*** Block opens ***
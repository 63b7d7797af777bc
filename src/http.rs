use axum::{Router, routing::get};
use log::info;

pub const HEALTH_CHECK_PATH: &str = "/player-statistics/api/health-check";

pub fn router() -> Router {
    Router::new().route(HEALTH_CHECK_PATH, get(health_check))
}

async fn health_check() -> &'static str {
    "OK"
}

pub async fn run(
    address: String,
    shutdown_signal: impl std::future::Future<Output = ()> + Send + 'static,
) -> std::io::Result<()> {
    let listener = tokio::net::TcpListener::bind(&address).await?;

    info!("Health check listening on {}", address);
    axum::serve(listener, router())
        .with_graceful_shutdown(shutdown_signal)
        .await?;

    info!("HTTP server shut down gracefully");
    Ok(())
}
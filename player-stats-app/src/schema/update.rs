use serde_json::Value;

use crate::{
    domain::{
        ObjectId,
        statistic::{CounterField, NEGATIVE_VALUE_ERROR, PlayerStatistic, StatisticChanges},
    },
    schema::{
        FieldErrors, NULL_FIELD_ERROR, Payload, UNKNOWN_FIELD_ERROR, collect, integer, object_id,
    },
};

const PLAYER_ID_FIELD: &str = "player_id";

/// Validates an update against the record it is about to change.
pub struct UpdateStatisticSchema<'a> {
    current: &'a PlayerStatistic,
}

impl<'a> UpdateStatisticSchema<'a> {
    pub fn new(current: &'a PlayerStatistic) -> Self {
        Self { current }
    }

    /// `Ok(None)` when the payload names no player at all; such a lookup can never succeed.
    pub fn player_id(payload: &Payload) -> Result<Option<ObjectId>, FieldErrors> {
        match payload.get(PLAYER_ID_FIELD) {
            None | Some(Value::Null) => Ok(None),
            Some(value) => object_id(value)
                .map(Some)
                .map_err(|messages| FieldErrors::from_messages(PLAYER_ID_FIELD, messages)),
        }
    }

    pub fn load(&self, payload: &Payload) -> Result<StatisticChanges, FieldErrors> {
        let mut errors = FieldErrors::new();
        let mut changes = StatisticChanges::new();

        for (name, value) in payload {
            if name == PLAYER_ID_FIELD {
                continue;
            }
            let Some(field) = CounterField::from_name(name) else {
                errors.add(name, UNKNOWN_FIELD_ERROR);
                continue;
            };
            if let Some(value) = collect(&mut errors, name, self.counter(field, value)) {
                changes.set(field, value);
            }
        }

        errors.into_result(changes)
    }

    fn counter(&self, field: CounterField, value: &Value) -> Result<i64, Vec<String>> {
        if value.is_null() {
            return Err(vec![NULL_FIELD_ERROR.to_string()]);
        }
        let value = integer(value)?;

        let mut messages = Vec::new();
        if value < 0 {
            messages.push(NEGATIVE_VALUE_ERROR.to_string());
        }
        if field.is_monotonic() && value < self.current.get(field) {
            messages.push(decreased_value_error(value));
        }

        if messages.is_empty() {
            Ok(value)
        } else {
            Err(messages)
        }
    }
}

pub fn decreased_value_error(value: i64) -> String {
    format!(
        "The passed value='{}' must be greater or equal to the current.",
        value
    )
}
*** Block closes ***
*** Block opens ***
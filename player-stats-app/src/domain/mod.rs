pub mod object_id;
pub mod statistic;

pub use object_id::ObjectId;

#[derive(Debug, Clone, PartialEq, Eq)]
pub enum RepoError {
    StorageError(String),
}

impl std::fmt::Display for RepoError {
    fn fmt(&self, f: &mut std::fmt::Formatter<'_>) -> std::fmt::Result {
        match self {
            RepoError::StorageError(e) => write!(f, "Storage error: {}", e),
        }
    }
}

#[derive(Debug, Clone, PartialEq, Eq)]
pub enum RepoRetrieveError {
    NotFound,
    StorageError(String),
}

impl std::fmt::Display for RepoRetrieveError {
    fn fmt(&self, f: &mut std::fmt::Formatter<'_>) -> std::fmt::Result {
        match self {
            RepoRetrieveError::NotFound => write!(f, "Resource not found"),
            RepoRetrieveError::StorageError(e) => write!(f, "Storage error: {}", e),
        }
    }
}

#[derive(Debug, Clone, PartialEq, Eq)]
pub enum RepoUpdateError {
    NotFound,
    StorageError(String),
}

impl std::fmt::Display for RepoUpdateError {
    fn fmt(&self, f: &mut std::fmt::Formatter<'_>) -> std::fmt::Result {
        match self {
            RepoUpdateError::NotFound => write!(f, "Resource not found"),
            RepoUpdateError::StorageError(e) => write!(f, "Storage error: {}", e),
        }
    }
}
*** Block closes ***
Only the number should be given: the count of lines above that hold the word "messages".

6